SECURITIES AND EXCHANGE COMMISSION

Washington, D.C. 20549

FORM 8–K

CURRENT REPORT

Pursuant to Section 13 or 15(d) of

the Securities Exchange Act of 1934

Date of Report

November 29, 2011

 

Commission

File

Number

 

Registrant

 

State of

Incorporation

 

IRS
Employer

Identification

Number

1–7810   Energen
Corporation
  Alabama   63-0757759

 

605 Richard Arrington Jr. Boulevard North
Birmingham, Alabama

  35203

(Address of principal executive offices)

  (Zip Code)

 

  (205) 326–2700
(Registrant’s telephone number including area code)
 

 

Checkthe appropriate box below if the Form 8–K filing is intended to simultaneously satisfy the filing obligation of the registrant under any of the following provisions:

 

¨

Written communications pursuant to Rule 425 under the Securities Act (17 CFR 23 0.425)

 

¨

Soliciting material pursuant to Rule 14a–12 under the Exchange Act (17 CFR 240.14a-12)

 

¨

Pre–commencement communications pursuant to Rule 14d–2(b) under the Exchange Act (17 CFR 240.14d–2(b))

 

¨

Pre–commencement communications pursuant to Rule 13e–4(c) under the Exchange Act (17 CFR 240.13e–4(c))

 

 

 


 

Item 1.01 Entry into a Material Definitive Agreement.

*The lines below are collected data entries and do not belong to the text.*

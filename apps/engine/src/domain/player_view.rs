//! Player view of game state - what information is visible to a player.
//!
//! [`PlayerView`] is the only thing a decision provider ever receives. It is an
//! immutable snapshot: the player's own dice, every player's dice count, the
//! bid on the table and a bounded window of public history. Other players'
//! dice are never part of it.

use serde::{Deserialize, Serialize};

use crate::domain::action::Action;
use crate::domain::bidding::{check_successor, legal_successors, minimum_bid, minimum_raise, Bid};
use crate::domain::dice::Hand;
use crate::domain::history::HistoryEvent;
use crate::domain::state::PlayerId;
use crate::errors::domain::{DomainError, IllegalActionKind};

/// Information visible to a player at a decision point.
///
/// ## Helper Methods
///
/// Providers should lean on these instead of re-implementing the rules:
///
/// - [`legal_bids()`](Self::legal_bids) - every bid that may follow the current one
/// - [`can_challenge()`](Self::can_challenge) - whether a challenge is available
/// - [`check()`](Self::check) - whether a candidate action would be accepted
#[derive(Debug, Clone, PartialEq, Eq, Serialize, Deserialize)]
pub struct PlayerView {
    /// Seat this view belongs to.
    pub player: PlayerId,
    pub round_no: u32,
    /// This player's own dice.
    pub hand: Hand,
    /// Dice count per seat; zero means eliminated.
    pub dice_counts: Vec<u32>,
    pub current_bid: Option<Bid>,
    pub total_dice: u32,
    /// Seat whose turn it is.
    pub turn: PlayerId,
    pub wild_ones: bool,
    /// Most recent public events, oldest first.
    pub recent_history: Vec<HistoryEvent>,
}

impl PlayerView {
    pub fn active_players(&self) -> usize {
        self.dice_counts.iter().filter(|&&c| c > 0).count()
    }

    pub fn can_challenge(&self) -> bool {
        self.current_bid.is_some()
    }

    /// Dice on the table this player cannot see.
    pub fn unseen_dice(&self) -> u32 {
        self.total_dice.saturating_sub(self.hand.len() as u32)
    }

    pub fn legal_bids(&self) -> Vec<Bid> {
        legal_successors(self.current_bid.as_ref(), self.player, self.total_dice)
    }

    pub fn minimum_raise(&self) -> Option<Bid> {
        minimum_raise(self.current_bid.as_ref(), self.player, self.total_dice)
    }

    /// Validate `action` against this view's table.
    ///
    /// A challenge needs a bid to challenge; a bid must be a legal successor.
    pub fn check(&self, action: &Action) -> Result<(), DomainError> {
        match action.as_bid(self.player) {
            None if self.can_challenge() => Ok(()),
            None => Err(DomainError::illegal(
                IllegalActionKind::NoCurrentBid,
                "cannot challenge before any bid",
            )),
            Some(bid) => check_successor(
                self.current_bid.as_ref(),
                &bid,
                self.total_dice,
                self.active_players(),
            ),
        }
    }

    /// The deterministic safe action: challenge if a bid exists, else `BID 1 1`.
    ///
    /// Always legal while at least two players have dice.
    pub fn fallback_action(&self) -> Action {
        if self.can_challenge() {
            Action::Challenge
        } else {
            minimum_bid(self.player).into()
        }
    }
}
//! RNG seed derivation utilities for deterministic game behavior.
//!
//! Provides functions to derive unique-but-deterministic seeds for different
//! game contexts (dice rolls, opening player) from a base game seed.

/// Derive a seed for rolling every hand at the start of a round.
///
/// Same game + round = same dice, which makes a seeded session replayable.
///
/// # Arguments
///
/// * `game_seed` - Base RNG seed of the session
/// * `round_no` - Round number (1-based)
pub fn derive_roll_seed(game_seed: u64, round_no: u32) -> u64 {
    game_seed
        .wrapping_add((round_no as u64).wrapping_mul(1_000_000))
        .wrapping_add(2) // Offset to distinguish from opening seed
}

/// Derive a seed for picking the opening player of the first round.
pub fn derive_opening_seed(game_seed: u64) -> u64 {
    game_seed.wrapping_mul(31).wrapping_add(1)
}
impl RoundState {
    /// Seat every player with `starting_dice` and roll round 1.
    pub fn new(setup: &TableSetup) -> Result<Self, DomainError> {
        setup.validate()?;
        let opener = setup.opening_player.unwrap_or_else(|| {
            ChaCha8Rng::seed_from_u64(derive_opening_seed(setup.seed))
                .random_range(0..setup.num_players)
        });
        let counts = vec![setup.starting_dice; setup.num_players];
        let hands = roll_hands(&counts, derive_roll_seed(setup.seed, 1));
        Ok(Self::seated(setup, hands, opener))
    }

    /// Start round 1 from known hands instead of a roll.
    ///
    /// Dice counts are taken from the hand lengths. Used for replays and for
    /// setting up exact table positions.
    pub fn with_hands(
        setup: &TableSetup,
        hands: Vec<Hand>,
        opener: PlayerId,
    ) -> Result<Self, DomainError> {
        setup.validate()?;
        if hands.len() != setup.num_players {
            return Err(DomainError::invalid_config(format!(
                "expected {} hands, got {}",
                setup.num_players,
                hands.len()
            )));
        }
        if let Some(die) = hands.iter().flatten().find(|d| !face_range().contains(d)) {
            return Err(DomainError::invalid_config(format!(
                "die value {die} is not a face"
            )));
        }
        let active = hands.iter().filter(|h| !h.is_empty()).count();
        if active < MIN_PLAYERS {
            return Err(DomainError::invalid_config(format!(
                "need {MIN_PLAYERS} players with dice, got {active}"
            )));
        }
        if hands.get(opener).map_or(true, Vec::is_empty) {
            return Err(DomainError::invalid_config(format!(
                "opener {opener} has no dice"
            )));
        }
        Ok(Self::seated(setup, hands, opener))
    }

    fn seated(setup: &TableSetup, hands: Vec<Hand>, opener: PlayerId) -> Self {
        let players = hands
            .into_iter()
            .map(|hand| Player {
                dice_count: hand.len() as u32,
                hand,
            })
            .collect();
        let mut state = Self {
            players,
            current_bid: None,
            turn: opener,
            phase: Phase::AwaitingAction,
            round_no: 1,
            last_loser: None,
            history: Vec::new(),
            wild_ones: setup.wild_ones,
            history_window: setup.history_window,
            seed: setup.seed,
        };
        state.record_round_start();
        state
    }

    // ---------- Transitions ----------

    /// Place `bid` for `player`, replacing the current bid.
    pub fn apply_bid(&mut self, player: PlayerId, bid: Bid) -> Result<(), DomainError> {
        self.require_actor(player)?;
        if bid.player != player {
            return Err(DomainError::illegal(
                IllegalActionKind::OutOfTurn,
                format!("bid belongs to player {}, submitted by {player}", bid.player),
            ));
        }
        check_successor(
            self.current_bid.as_ref(),
            &bid,
            self.total_dice(),
            self.active_players(),
        )?;
        let next = self.require_next_active(player)?;

        self.current_bid = Some(bid);
        self.history.push(HistoryEvent::BidPlaced {
            round_no: self.round_no,
            bid,
        });
        self.turn = next;
        debug!(
            round_no = self.round_no,
            player,
            quantity = bid.quantity,
            face = bid.face,
            next = self.turn,
            "Bid placed"
        );
        Ok(())
    }

    /// Challenge the current bid as `player`, resolving the round.
    pub fn apply_challenge(&mut self, player: PlayerId) -> Result<ChallengeReport, DomainError> {
        self.require_actor(player)?;
        let bid = self.current_bid.ok_or_else(|| {
            DomainError::illegal(
                IllegalActionKind::NoCurrentBid,
                "cannot challenge before any bid",
            )
        })?;

        let revealed: Vec<Hand> = self.players.iter().map(|p| p.hand.clone()).collect();
        let outcome = resolve(&bid, player, &revealed, self.wild_ones);

        let loser = &mut self.players[outcome.loser];
        loser.dice_count = loser.dice_count.saturating_sub(1);
        let eliminated = !loser.is_active();
        if eliminated {
            loser.hand.clear();
        }

        self.history.push(HistoryEvent::ChallengeResolved {
            round_no: self.round_no,
            challenger: player,
            bid,
            actual_count: outcome.actual_count,
            bid_stands: outcome.bid_stands,
            loser: outcome.loser,
        });
        if eliminated {
            self.history.push(HistoryEvent::PlayerEliminated {
                round_no: self.round_no,
                player: outcome.loser,
            });
        }
        self.last_loser = Some(outcome.loser);
        self.phase = Phase::RoundOver;

        info!(
            round_no = self.round_no,
            challenger = player,
            bidder = bid.player,
            quantity = bid.quantity,
            face = bid.face,
            actual_count = outcome.actual_count,
            bid_stands = outcome.bid_stands,
            loser = outcome.loser,
            eliminated,
            "Challenge resolved"
        );

        Ok(ChallengeReport {
            round_no: self.round_no,
            challenger: player,
            bid,
            outcome,
            revealed,
            eliminated,
        })
    }

    /// Roll the next round, or end the game if one player is left.
    ///
    /// The loser of the previous round opens; if they were eliminated the
    /// next active seat opens instead.
    pub fn start_new_round(&mut self) -> Result<(), DomainError> {
        if self.phase != Phase::RoundOver {
            return Err(DomainError::illegal(
                IllegalActionKind::PhaseMismatch,
                format!("start_new_round requires RoundOver, phase is {:?}", self.phase),
            ));
        }
        self.current_bid = None;

        if self.active_players() < MIN_PLAYERS {
            self.phase = Phase::GameOver;
            if let Some(winner) = self.winner() {
                self.history.push(HistoryEvent::GameOver {
                    round_no: self.round_no,
                    winner,
                });
                info!(round_no = self.round_no, winner, "Game over");
            }
            return Ok(());
        }

        let loser = self.last_loser.ok_or_else(|| {
            DomainError::illegal(
                IllegalActionKind::PhaseMismatch,
                "round over without a recorded loser",
            )
        })?;
        self.round_no += 1;
        let counts = self.dice_counts();
        let hands = roll_hands(&counts, derive_roll_seed(self.seed, self.round_no));
        for (player, hand) in self.players.iter_mut().zip(hands) {
            player.hand = hand;
        }
        self.turn = if self.players[loser].is_active() {
            loser
        } else {
            self.require_next_active(loser)?
        };
        self.phase = Phase::AwaitingAction;
        self.record_round_start();
        Ok(())
    }

    fn record_round_start(&mut self) {
        let dice_counts = self.dice_counts();
        info!(
            round_no = self.round_no,
            opener = self.turn,
            total_dice = total_dice_in_play(&dice_counts),
            "Round started"
        );
        self.history.push(HistoryEvent::RoundStarted {
            round_no: self.round_no,
            opener: self.turn,
            dice_counts,
        });
    }

    fn require_actor(&self, player: PlayerId) -> Result<(), DomainError> {
        if self.phase != Phase::AwaitingAction {
            return Err(DomainError::illegal(
                IllegalActionKind::PhaseMismatch,
                format!("no action expected in phase {:?}", self.phase),
            ));
        }
        let Some(seat) = self.players.get(player) else {
            return Err(DomainError::illegal(
                IllegalActionKind::UnknownPlayer,
                format!("no player {player} at a {}-player table", self.players.len()),
            ));
        };
        if !seat.is_active() {
            return Err(DomainError::illegal(
                IllegalActionKind::PlayerEliminated,
                format!("player {player} has no dice"),
            ));
        }
        if player != self.turn {
            return Err(DomainError::illegal(
                IllegalActionKind::OutOfTurn,
                format!("player {player} acted on player {}'s turn", self.turn),
            ));
        }
        Ok(())
    }

    fn require_next_active(&self, from: PlayerId) -> Result<PlayerId, DomainError> {
        self.next_active_player(from).ok_or_else(|| {
            DomainError::illegal(IllegalActionKind::PlayerEliminated, "no active players left")
        })
    }

    // ---------- Queries ----------

    /// Everything `player` may see: own hand, all counts, the bid, recent history.
    pub fn project_for(&self, player: PlayerId) -> Result<PlayerView, DomainError> {
        let seat = self.players.get(player).ok_or_else(|| {
            DomainError::illegal(
                IllegalActionKind::UnknownPlayer,
                format!("no player {player} at a {}-player table", self.players.len()),
            )
        })?;
        let dice_counts = self.dice_counts();
        Ok(PlayerView {
            player,
            round_no: self.round_no,
            hand: seat.hand.clone(),
            total_dice: total_dice_in_play(&dice_counts),
            dice_counts,
            current_bid: self.current_bid,
            turn: self.turn,
            wild_ones: self.wild_ones,
            recent_history: recent(&self.history, self.history_window).to_vec(),
        })
    }

    pub fn next_active_player(&self, from: PlayerId) -> Option<PlayerId> {
        next_active(&self.dice_counts(), from)
    }

    pub fn phase(&self) -> Phase {
        self.phase
    }

    pub fn turn(&self) -> PlayerId {
        self.turn
    }

    pub fn round_no(&self) -> u32 {
        self.round_no
    }

    pub fn current_bid(&self) -> Option<&Bid> {
        self.current_bid.as_ref()
    }

    pub fn num_players(&self) -> usize {
        self.players.len()
    }

    pub fn dice_counts(&self) -> Vec<u32> {
        self.players.iter().map(|p| p.dice_count).collect()
    }

    pub fn dice_count(&self, player: PlayerId) -> Option<u32> {
        self.players.get(player).map(|p| p.dice_count)
    }

    pub fn total_dice(&self) -> u32 {
        self.players.iter().map(|p| p.dice_count).sum()
    }

    pub fn active_players(&self) -> usize {
        self.players.iter().filter(|p| p.is_active()).count()
    }

    /// The sole survivor, once the game is over.
    pub fn winner(&self) -> Option<PlayerId> {
        let mut active = self
            .players
            .iter()
            .enumerate()
            .filter(|(_, p)| p.is_active())
            .map(|(seat, _)| seat);
        match (active.next(), active.next()) {
            (Some(seat), None) => Some(seat),
            _ => None,
        }
    }

    pub fn is_game_over(&self) -> bool {
        self.phase == Phase::GameOver
    }

    pub fn history(&self) -> &[HistoryEvent] {
        &self.history
    }

    /// The full history as an ordered JSON array.
    pub fn history_json(&self) -> Result<String, serde_json::Error> {
        serde_json::to_string(&self.history)
    }

    pub fn summary(&self) -> StateSummary {
        let dice_counts = self.dice_counts();
        StateSummary {
            phase: self.phase,
            round_no: self.round_no,
            total_dice: total_dice_in_play(&dice_counts),
            dice_counts,
            current_bid: self.current_bid,
            turn: self.turn,
        }
    }

    #[cfg(test)]
    pub(crate) fn hand_sizes(&self) -> Vec<usize> {
        self.players.iter().map(|p| p.hand.len()).collect()
    }
}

On November 29, 2011, Energen Corporation (the “Company”) and its wholly-owned subsidiary, Energen Resources Corporation (“Energen Resources”), entered into a $300 million syndicated senior unsecured term credit facility pursuant to a Credit Agreement (the “Energen Term Credit Agreement”) among the Company, as borrower, Energen Resources, as guarantor, Bank of America, N.A. (“Bank of America”), as Administrative Agent, Wells Fargo Bank, National Association, Regions Bank and BBVA Compass, as Co-Syndication Agents, U.S. Bank National Association, as Documentation Agent, and the other lenders party thereto. Merrill Lynch, Pierce, Fenner & Smith Incorporated, Wells Fargo Securities LLC, Regions Capital Markets, a division of Regions Bank, and BBVA Compass acted as Joint Lead Arrangers and Joint Book Managers for the Energen Term Credit Agreement. The Energen Term Credit Agreement has a five-year maturity with amortization payments of $25 million due on the last day of each fiscal quarter, commencing with the fiscal quarter ending March 31, 2014. The Company’s representations, covenants and events of default in the Energen Term Credit Agreement are substantially similar to those contained in the Company’s existing Credit Agreement dated October 29, 2010, a copy of which was filed as Exhibit 10.1 to the Company’s Current Report on Form 8-K dated October 29, 2010. Proceeds from the Energen Term Credit Agreement will be used (a) for general corporate purposes, (b) to refinance certain existing indebtedness of the Company and (c) to pay fees and expenses in connection with the Energen Term Credit Agreement. The Company may borrow an additional $100 million of incremental term loans upon the satisfaction of certain conditions precedent set forth in the Energen Term Credit Agreement. The Company’s obligations under the Energen Term Credit Agreement are unconditionally guaranteed by Energen Resources.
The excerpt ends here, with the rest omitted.